Information given —
******
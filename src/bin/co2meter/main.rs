mod args;

use std::{io, process::ExitCode};

use anyhow::{Context as _, Result};
use args::Args;
use clap::Parser as _;
use co2meter::{device::open_hidraw, poll::PollingDriver, report::Reporter};
use tokio::{
    signal::unix::{SignalKind, signal},
    time::Duration,
};

#[tokio::main]
async fn main() -> ExitCode {
    env_logger::Builder::from_env(env_logger::Env::default().default_filter_or("info")).init();

    if let Err(e) = run().await {
        log::error!("{e:#}");
        return ExitCode::from(1);
    }

    ExitCode::from(0)
}

async fn run() -> Result<()> {
    let args = Args::parse();
    log::info!("arguments: {args:?}");

    let source = open_hidraw(&args.device)
        .await
        .context("failed to open CO2 meter")?;

    let reporter = Reporter::new(io::stdout(), args.format, args.timezone);
    let interval = Duration::from_secs(args.interval.get());

    let mut sigint = signal(SignalKind::interrupt()).context("failed to install SIGINT handler")?;
    let mut sigterm =
        signal(SignalKind::terminate()).context("failed to install SIGTERM handler")?;
    let shutdown = async move {
        tokio::select! {
            _ = sigint.recv() => log::info!("received SIGINT"),
            _ = sigterm.recv() => log::info!("received SIGTERM"),
        }
    };

    PollingDriver::new(source, reporter, interval)
        .run(shutdown)
        .await
        .with_context(|| format!("polling {} failed", args.device.display()))
}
******
What needs to be done — Extract from the data every line where "signal" shows up.

Answer to this task —
    signal::unix::{SignalKind, signal},
    let mut sigint = signal(SignalKind::interrupt()).context("failed to install SIGINT handler")?;
        signal(SignalKind::terminate()).context("failed to install SIGTERM handler")?;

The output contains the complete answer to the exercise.